What If You Had A Crisis And The Public Didn't Really Care?

We know from experience that a strike that essentially shuts down an organization can be among the most significant crisis anyone could ever face. We have been on those PR front lines before, on behalf of a client.

But right now in Detroit, one organization is in that situation and the public barely seems to notice. The Detroit Symphony Orchestra’s musicians went on strike nearly two months ago. The strike has attracted local and some national news attention as the story centers, of course, around money. The organization, like many arts groups nationwide and many nonprofits in Detroit, faces a revenue shortfall. The musicians aren’t interested in drastic pay cuts. The strike has put the entire Symphony performing season, and maybe its future altogether, in peril.

But the strike has not permeated the community dialogue. Unlike many labor disputes over the years, this one seems not to have risen to the surface as a frequent topic of conversation, outside of classical music fans. It seems as if the public, at large, just doesn’t care what happens. If that is, indeed, the case, it’s harmful to both sides.

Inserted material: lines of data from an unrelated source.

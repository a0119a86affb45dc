//! Invoices, their items and payments, and the state machine between them.
//!
//! Amounts are integer cents. The state of an invoice past `sent` is derived
//! from the payments received: see [`Invoice::reconcile`].

use chrono::{DateTime, Days, NaiveDate, Utc};
use serde::{Deserialize, Serialize};
use uuid::Uuid;

use crate::{Error, Errors, Outcome, Result};

#[derive(
  Debug,
  Clone,
  Copy,
  PartialEq,
  Eq,
  Hash,
  Serialize,
  Deserialize,
  strum::Display,
  strum::EnumString,
)]
#[serde(rename_all = "snake_case")]
#[strum(serialize_all = "snake_case")]
pub enum InvoiceState {
  Draft,
  Issued,
  Sent,
  Reminded,
  Partial,
  Payed,
  Excess,
  Cancelled,
}

impl InvoiceState {
  /// States in which a payment may be recorded.
  pub fn accepts_payments(self) -> bool {
    matches!(
      self,
      Self::Issued
        | Self::Sent
        | Self::Reminded
        | Self::Partial
        | Self::Payed
        | Self::Excess
    )
  }

  /// States that can no longer be cancelled.
  pub fn is_final(self) -> bool {
    matches!(self, Self::Payed | Self::Excess | Self::Cancelled)
  }
}

#[derive(Debug, Clone, PartialEq, Eq, Serialize, Deserialize)]
pub struct InvoiceItem {
  pub name:      String,
  /// Price of one unit in cents.
  pub unit_cost: i64,
  pub count:     u32,
}

impl InvoiceItem {
  /// `None` when the product does not fit into an `i64`.
  pub fn checked_total(&self) -> Option<i64> {
    self.unit_cost.checked_mul(i64::from(self.count))
  }

  pub fn total(&self) -> i64 {
    self.unit_cost.saturating_mul(i64::from(self.count))
  }
}

/// Sum of `amounts`, or `None` on overflow.
pub fn checked_sum(amounts: impl IntoIterator<Item = i64>) -> Option<i64> {
  amounts.into_iter().try_fold(0_i64, i64::checked_add)
}

fn checked_items_total(items: &[InvoiceItem]) -> Option<i64> {
  items
    .iter()
    .try_fold(0_i64, |sum, item| sum.checked_add(item.checked_total()?))
}

#[derive(Debug, Clone, PartialEq, Eq, Serialize, Deserialize)]
pub struct Invoice {
  pub invoice_id:      Uuid,
  pub group_id:        Uuid,
  pub recipient_id:    Uuid,
  pub title:           String,
  pub items:           Vec<InvoiceItem>,
  pub state:           InvoiceState,
  /// Assigned when the invoice is issued.
  pub sequence_number: Option<String>,
  pub issued_at:       Option<NaiveDate>,
  pub sent_at:         Option<NaiveDate>,
  pub due_at:          Option<NaiveDate>,
  /// Sum of all payments, in cents.
  pub amount_paid:     i64,
  pub created_at:      DateTime<Utc>,
}

impl Invoice {
  /// `None` when an item total or their sum overflows.
  pub fn checked_total(&self) -> Option<i64> {
    checked_items_total(&self.items)
  }

  pub fn total(&self) -> i64 {
    self.items.iter().map(InvoiceItem::total).fold(0, i64::saturating_add)
  }

  pub fn amount_open(&self) -> i64 {
    self.total().saturating_sub(self.amount_paid).max(0)
  }

  fn transition(&mut self, to: InvoiceState, allowed: bool) -> Result<()> {
    if !allowed {
      return Err(Error::InvalidTransition { from: self.state, to });
    }
    self.state = to;
    Ok(())
  }

  /// `draft → issued`, assigning the sequence number and due date.
  pub fn issue(
    &mut self,
    sequence_number: String,
    today: NaiveDate,
    due_days: u32,
  ) -> Result<()> {
    self.transition(InvoiceState::Issued, self.state == InvoiceState::Draft)?;
    self.sequence_number = Some(sequence_number);
    self.issued_at = Some(today);
    self.due_at = today.checked_add_days(Days::new(u64::from(due_days)));
    Ok(())
  }

  /// `issued → sent`. Drafts must be issued first.
  pub fn send(&mut self, today: NaiveDate) -> Result<()> {
    self.transition(InvoiceState::Sent, self.state == InvoiceState::Issued)?;
    self.sent_at = Some(today);
    Ok(())
  }

  pub fn remind(&mut self) -> Result<()> {
    let allowed = matches!(
      self.state,
      InvoiceState::Sent | InvoiceState::Reminded | InvoiceState::Partial
    );
    self.transition(InvoiceState::Reminded, allowed)
  }

  pub fn cancel(&mut self) -> Result<()> {
    let allowed = !self.state.is_final();
    self.transition(InvoiceState::Cancelled, allowed)
  }

  /// Recompute the paid amount from `payments` and derive the state from it.
  ///
  /// Nothing paid leaves the state untouched.
  pub fn reconcile(&mut self, payments: &[Payment]) {
    self.amount_paid = payments
      .iter()
      .map(|p| p.amount)
      .fold(0, i64::saturating_add);
    if self.amount_paid <= 0 {
      return;
    }
    let total = self.total();
    self.state = match self.amount_paid.cmp(&total) {
      std::cmp::Ordering::Less => InvoiceState::Partial,
      std::cmp::Ordering::Equal => InvoiceState::Payed,
      std::cmp::Ordering::Greater => InvoiceState::Excess,
    };
  }
}

/// Invoice input as submitted by a client.
#[derive(Debug, Clone, Deserialize)]
pub struct NewInvoice {
  pub recipient_id: Uuid,
  pub title:        String,
  #[serde(default)]
  pub items:        Vec<InvoiceItem>,
}

impl NewInvoice {
  pub fn build(self, group_id: Uuid) -> Outcome<Invoice> {
    let mut errors = Errors::new();
    let title = self.title.trim().to_owned();
    if title.is_empty() {
      errors.add("title", "can't be blank");
    }
    if self.items.is_empty() {
      errors.add("items", "must contain at least one item");
    }
    for item in &self.items {
      if item.name.trim().is_empty() {
        errors.add("items", "name can't be blank");
      }
      if item.unit_cost < 0 {
        errors.add("items", "unit cost must not be negative");
      }
    }
    if checked_items_total(&self.items).is_none() {
      errors.add("items", "total is too large");
    }
    errors.into_outcome(Invoice {
      invoice_id: Uuid::new_v4(),
      group_id,
      recipient_id: self.recipient_id,
      title,
      items: self.items,
      state: InvoiceState::Draft,
      sequence_number: None,
      issued_at: None,
      sent_at: None,
      due_at: None,
      amount_paid: 0,
      created_at: Utc::now(),
    })
  }
}

#[derive(Debug, Clone, PartialEq, Eq, Serialize, Deserialize)]
pub struct Payment {
  pub payment_id:  Uuid,
  pub invoice_id:  Uuid,
  /// Amount in cents.
  pub amount:      i64,
  pub received_at: NaiveDate,
  pub reference:   Option<String>,
}

/// Payment input as submitted by a client.
#[derive(Debug, Clone, Deserialize)]
pub struct NewPayment {
  pub amount:      i64,
  pub received_at: Option<String>,
  pub reference:   Option<String>,
}

impl NewPayment {
  /// Build the payment; a missing or unparsable date means `today`.
  pub fn build(self, invoice_id: Uuid, today: NaiveDate) -> Outcome<Payment> {
    let mut errors = Errors::new();
    if self.amount <= 0 {
      errors.add("amount", "must be greater than 0");
    }
    errors.into_outcome(Payment {
      payment_id: Uuid::new_v4(),
      invoice_id,
      amount: self.amount,
      received_at: crate::date::parse_optional(self.received_at.as_deref())
        .unwrap_or(today),
      reference: self.reference.filter(|r| !r.trim().is_empty()),
    })
  }
}

#[cfg(test)]
mod tests {
  use super::*;

  fn date(y: i32, m: u32, d: u32) -> NaiveDate {
    NaiveDate::from_ymd_opt(y, m, d).unwrap()
  }

  fn invoice() -> Invoice {
    NewInvoice {
      recipient_id: Uuid::new_v4(),
      title:        "Membership fee".into(),
      items:        vec![
        InvoiceItem { name: "Fee".into(), unit_cost: 5000, count: 1 },
        InvoiceItem { name: "Magazine".into(), unit_cost: 1250, count: 2 },
      ],
    }
    .build(Uuid::new_v4())
    .applied()
    .unwrap()
  }

  fn payment(invoice: &Invoice, amount: i64) -> Payment {
    NewPayment { amount, received_at: None, reference: None }
      .build(invoice.invoice_id, date(2024, 1, 1))
      .applied()
      .unwrap()
  }

  #[test]
  fn totals_are_summed_from_items() {
    let inv = invoice();
    assert_eq!(inv.total(), 7500);
    assert_eq!(inv.amount_open(), 7500);
  }

  #[test]
  fn issue_then_send() {
    let mut inv = invoice();
    let today = date(2024, 1, 10);
    assert!(matches!(
      inv.send(today),
      Err(Error::InvalidTransition { from: InvoiceState::Draft, .. })
    ));
    inv.issue("G-1".into(), today, 30).unwrap();
    assert_eq!(inv.due_at, Some(date(2024, 2, 9)));
    inv.send(today).unwrap();
    assert_eq!(inv.state, InvoiceState::Sent);
    inv.remind().unwrap();
    assert_eq!(inv.state, InvoiceState::Reminded);
  }

  #[test]
  fn reconcile_follows_the_paid_amount() {
    let mut inv = invoice();
    inv.issue("G-1".into(), date(2024, 1, 1), 30).unwrap();

    let first = payment(&inv, 2500);
    inv.reconcile(std::slice::from_ref(&first));
    assert_eq!(inv.state, InvoiceState::Partial);
    assert_eq!(inv.amount_open(), 5000);

    let second = payment(&inv, 5000);
    inv.reconcile(&[first.clone(), second.clone()]);
    assert_eq!(inv.state, InvoiceState::Payed);
    assert_eq!(inv.amount_open(), 0);

    inv.reconcile(&[first, second, payment(&inv, 100)]);
    assert_eq!(inv.state, InvoiceState::Excess);
    assert_eq!(inv.amount_open(), 0);
  }

  #[test]
  fn paid_invoices_cannot_be_cancelled() {
    let mut inv = invoice();
    inv.issue("G-1".into(), date(2024, 1, 1), 30).unwrap();
    inv.reconcile(&[payment(&inv, 7500)]);
    assert!(inv.cancel().is_err());

    let mut draft = invoice();
    draft.cancel().unwrap();
    assert!(draft.cancel().is_err());
  }

  #[test]
  fn payments_need_a_positive_amount() {
    let outcome = NewPayment { amount: 0, received_at: None, reference: None }
      .build(Uuid::new_v4(), date(2024, 1, 1));
    assert_eq!(outcome.errors().unwrap().on("amount").len(), 1);
  }

  #[test]
  fn oversized_totals_are_rejected() {
    let outcome = NewInvoice {
      recipient_id: Uuid::new_v4(),
      title:        "Everything".into(),
      items:        vec![InvoiceItem {
        name:      "Fee".into(),
        unit_cost: i64::MAX,
        count:     2,
      }],
    }
    .build(Uuid::new_v4());
    assert_eq!(outcome.errors().unwrap().on("items"), ["total is too large"]);
  }

  #[test]
  fn arithmetic_saturates_instead_of_panicking() {
    let mut inv = invoice();
    inv.items.push(InvoiceItem { name: "Huge".into(), unit_cost: i64::MAX, count: 3 });
    assert_eq!(inv.checked_total(), None);
    assert_eq!(inv.total(), i64::MAX);

    inv.issue("G-1".into(), date(2024, 1, 1), 30).unwrap();
    let huge = payment(&inv, i64::MAX);
    inv.reconcile(&[huge.clone(), huge]);
    assert_eq!(inv.amount_paid, i64::MAX);
    assert_eq!(inv.amount_open(), 0);
    assert_eq!(checked_sum([i64::MAX, 1]), None);
    assert_eq!(checked_sum([2, 3]), Some(5));
  }

  #[test]
  fn drafts_need_items() {
    let outcome = NewInvoice {
      recipient_id: Uuid::new_v4(),
      title:        " ".into(),
      items:        vec![],
    }
    .build(Uuid::new_v4());
    let errors = outcome.errors().unwrap();
    assert_eq!(errors.on("title").len(), 1);
    assert_eq!(errors.on("items").len(), 1);
  }
}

If the community realizes that it can live without the Symphony during this time, then there won’t be a Symphony and the musicians won’t have jobs to return to at any pay scale. That fact is what ended the National Hockey League’s labor dispute a few years ago. Both sides began to realize that even sports fans were getting used to live without the NHL. So, they figured out a way to start playing again (with the players, primarily, capitulating).

Opportunity can often result from crisis. But, in this case, the public doesn’t seem to be treating it as a crisis. And that, for all involved, could be a missed opportunity.